━━━ DATA SHOWN ━━━

//! Blueprint construction: from a parsed file to the per-page model.
//!
//! Net segments touching each other are unioned into blueprint nets;
//! component pins are instantiated from the symbol and connect
//! through their active end.  Connectivity is resolved here once per
//! file, independent of how many times the page is instantiated.

use schparse::{ObData, ComponentData};
use crate::attrib::Attributes;
use crate::disjoint_set::DisjointSet;
use super::*;

/// Map a symbol-space point to sheet space: mirror about the y axis,
/// rotate counterclockwise, translate to the insertion point.
fn transform_point(x: i32, y: i32, c: &ComponentData) -> (i32, i32) {
    let (mut px, py) = (x, y);
    if c.mirror != 0 {
        px = -px;
    }
    let (px, py) = match c.angle.rem_euclid(360) {
        90 => (-py, px),
        180 => (-px, -py),
        270 => (py, -px),
        _ => (px, py),
    };
    (px + c.x, py + c.y)
}

/// Whether point `p` lies on the segment `a`-`b` (endpoints included).
fn on_segment(p: (i32, i32), a: (i32, i32), b: (i32, i32)) -> bool {
    let cross = (b.0 - a.0) as i64 * (p.1 - a.1) as i64
        - (b.1 - a.1) as i64 * (p.0 - a.0) as i64;
    cross == 0
        && p.0 >= a.0.min(b.0) && p.0 <= a.0.max(b.0)
        && p.1 >= a.1.min(b.1) && p.1 <= a.1.max(b.1)
}

struct SegNode {
    p1: (i32, i32),
    p2: (i32, i32),
    is_bus: bool,
    names: Vec<CompactString>,
}

struct PinNode {
    bpin: BPinId,
    is_bus: bool,
    point: (i32, i32),
}

impl Netlist {
    /// Build the blueprint for one loaded file.  Connectivity is
    /// resolved and every pin ends up on exactly one blueprint net.
    pub(crate) fn build_schematic(
        &mut self, filename: CompactString, rev: Revision,
        symbols: &SymbolLibrary
    ) -> SchematicId {
        let sid = SchematicId(self.schematics.len());
        self.schematics.push(Schematic {
            filename,
            rev: Revision {
                version: rev.version,
                fileformat: rev.fileformat,
                objects: Vec::new(),
            },
            components: Vec::new(),
            nets: Vec::new(),
            ports: HashMap::new(),
        });

        let mut segs: Vec<SegNode> = Vec::new();
        let mut pin_nodes: Vec<PinNode> = Vec::new();

        for ob in &rev.objects {
            match &ob.data {
                ObData::Net(d) => {
                    segs.push(SegNode {
                        p1: (d.x1, d.y1), p2: (d.x2, d.y2),
                        is_bus: false,
                        names: ob.attached_values("netname").collect(),
                    });
                }
                ObData::Bus(d) => {
                    segs.push(SegNode {
                        p1: (d.x1, d.y1), p2: (d.x2, d.y2),
                        is_bus: true,
                        names: ob.attached_values("netname").collect(),
                    });
                }
                ObData::Component(d) => {
                    let cid = self.build_component(
                        sid, d, ob, symbols, &mut pin_nodes);
                    self.schematics[sid.0].components.push(cid);
                }
                ObData::Pin(_) => {
                    self.warn_at(Subject::Schematic(sid),
                                 "pin object outside of a symbol \
                                  is ignored");
                }
                // graphical and floating text objects carry no
                // connectivity
                _ => {}
            }
        }

        // union touching segments and pin ends into blueprint nets
        let num_nodes = segs.len() + pin_nodes.len();
        let mut conn = DisjointSet::with_capacity(num_nodes);
        for i in 0..segs.len() {
            for j in i + 1..segs.len() {
                let (a, b) = (&segs[i], &segs[j]);
                if a.is_bus != b.is_bus {
                    continue
                }
                if on_segment(a.p1, b.p1, b.p2)
                    || on_segment(a.p2, b.p1, b.p2)
                    || on_segment(b.p1, a.p1, a.p2)
                    || on_segment(b.p2, a.p1, a.p2)
                {
                    conn.merge(i, j);
                }
            }
        }
        for (pi, pin) in pin_nodes.iter().enumerate() {
            for (si, seg) in segs.iter().enumerate() {
                if pin.is_bus == seg.is_bus
                    && on_segment(pin.point, seg.p1, seg.p2)
                {
                    conn.merge(segs.len() + pi, si);
                }
            }
            for (pj, other) in pin_nodes.iter().enumerate().skip(pi + 1) {
                if pin.is_bus == other.is_bus && pin.point == other.point {
                    conn.merge(segs.len() + pi, segs.len() + pj);
                }
            }
        }

        let (num_sets, set_indices) = conn.finalize(num_nodes);
        let mut set2bnet: Vec<Option<BNetId>> = vec![None; num_sets];
        for node in 0..num_nodes {
            let set = set_indices[node];
            let bnet = *set2bnet[set].get_or_insert_with(|| {
                let id = BNetId(self.bnet_arena.len());
                self.bnet_arena.push(BNet {
                    schematic: sid,
                    pins: Vec::new(),
                    names_from_netname: Vec::new(),
                    names_from_net_attribute: Vec::new(),
                    is_bus: false,
                });
                self.schematics[sid.0].nets.push(id);
                id
            });
            if node < segs.len() {
                let seg = &mut segs[node];
                self.bnet_arena[bnet.0].names_from_netname
                    .append(&mut seg.names);
                self.bnet_arena[bnet.0].is_bus |= seg.is_bus;
            } else {
                let pin = &pin_nodes[node - segs.len()];
                self.bnet_arena[bnet.0].pins.push(pin.bpin);
                self.bnet_arena[bnet.0].is_bus |= pin.is_bus;
                self.bpin_arena[pin.bpin.0].bnet = bnet;
            }
        }

        // keep the parsed contents for floating attribute lookup
        self.schematics[sid.0].rev = rev;
        sid
    }

    fn build_component(
        &mut self, sid: SchematicId, data: &ComponentData,
        ob: &schparse::Object, symbols: &SymbolLibrary,
        pin_nodes: &mut Vec<PinNode>
    ) -> BCompId {
        let cid = BCompId(self.bcomp_arena.len());

        let (symbol, lookup_error) = match symbols.lookup(&data.basename) {
            Ok(symbol) => (Some(symbol), None),
            Err(e) => (None, Some(e.to_string())),
        };

        let attached = Attributes::from_attached(ob);
        let inherited = symbol.as_ref()
            .map(|s| s.floating.clone())
            .unwrap_or_default();
        let refdes = attached.get_first("refdes")
            .or_else(|| inherited.get_first("refdes"))
            .cloned();

        self.bcomp_arena.push(BComponent {
            schematic: sid,
            basename: data.basename.clone(),
            symbol: symbol.clone(),
            refdes,
            attached,
            inherited,
            pins: Vec::new(),
            pins_by_number: HashMap::new(),
            composite_sources: Vec::new(),
            is_graphical: false,
            has_netname_attrib: false,
            has_portname_attrib: false,
            parameters: HashMap::new(),
        });

        if let Some(msg) = lookup_error {
            self.error_at(Subject::BComp(cid), msg);
        }
        if data.angle.rem_euclid(90) != 0 {
            self.warn_at(Subject::BComp(cid), format!(
                "invalid rotation angle {}, treating as 0", data.angle));
        }

        let symbol = match symbol {
            Some(s) => s,
            None => return cid
        };
        for pin_ob in &symbol.rev.objects {
            let pin_data = match &pin_ob.data {
                ObData::Pin(d) => d,
                _ => continue
            };
            let attribs = Attributes::from_attached(pin_ob);
            let number = attribs.get_first("pinnumber").cloned();
            let (px, py) = match pin_data.whichend {
                0 => (pin_data.x1, pin_data.y1),
                _ => (pin_data.x2, pin_data.y2),
            };

            let pid = BPinId(self.bpin_arena.len());
            self.bpin_arena.push(BPin {
                component: cid,
                number: number.clone(),
                attribs,
                // reassigned when connectivity is resolved
                bnet: BNetId(usize::MAX),
                is_virtual: false,
                has_netattrib: false,
            });
            self.bcomp_arena[cid.0].pins.push(pid);
            if let Some(number) = number {
                self.bcomp_arena[cid.0].pins_by_number
                    .entry(number).or_insert(pid);
            }
            pin_nodes.push(PinNode {
                bpin: pid,
                is_bus: pin_data.pintype != 0,
                point: transform_point(px, py, data),
            });
        }
        cid
    }
}

#[cfg(test)]
mod tests {
    use super::*;

    #[test]
    fn test_on_segment() {
        assert!(on_segment((100, 100), (100, 100), (500, 100)));
        assert!(on_segment((300, 100), (100, 100), (500, 100)));
        assert!(on_segment((500, 100), (100, 100), (500, 100)));
        assert!(!on_segment((300, 101), (100, 100), (500, 100)));
        assert!(!on_segment((600, 100), (100, 100), (500, 100)));
        // diagonal
        assert!(on_segment((200, 200), (100, 100), (300, 300)));
        assert!(!on_segment((200, 201), (100, 100), (300, 300)));
    }

    #[test]
    fn test_transform_point() {
        let place = |x, y, angle, mirror| ComponentData {
            x, y, selectable: 1, angle, mirror,
            basename: "x.sym".into()
        };
        assert_eq!(transform_point(100, 0, &place(1000, 500, 0, 0)),
                   (1100, 500));
        assert_eq!(transform_point(100, 0, &place(1000, 500, 90, 0)),
                   (1000, 600));
        assert_eq!(transform_point(100, 0, &place(1000, 500, 180, 0)),
                   (900, 500));
        assert_eq!(transform_point(100, 0, &place(1000, 500, 270, 0)),
                   (1000, 400));
        assert_eq!(transform_point(100, 0, &place(1000, 500, 0, 1)),
                   (900, 500));
    }
}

━━━

BRIEF. Search the records line by line for the word "into" and copy every line where it appears.

ANSWER FOR THIS EXERCISE.
//! Net segments touching each other are unioned into blueprint nets;
        // union touching segments and pin ends into blueprint nets
            basename: "x.sym".into()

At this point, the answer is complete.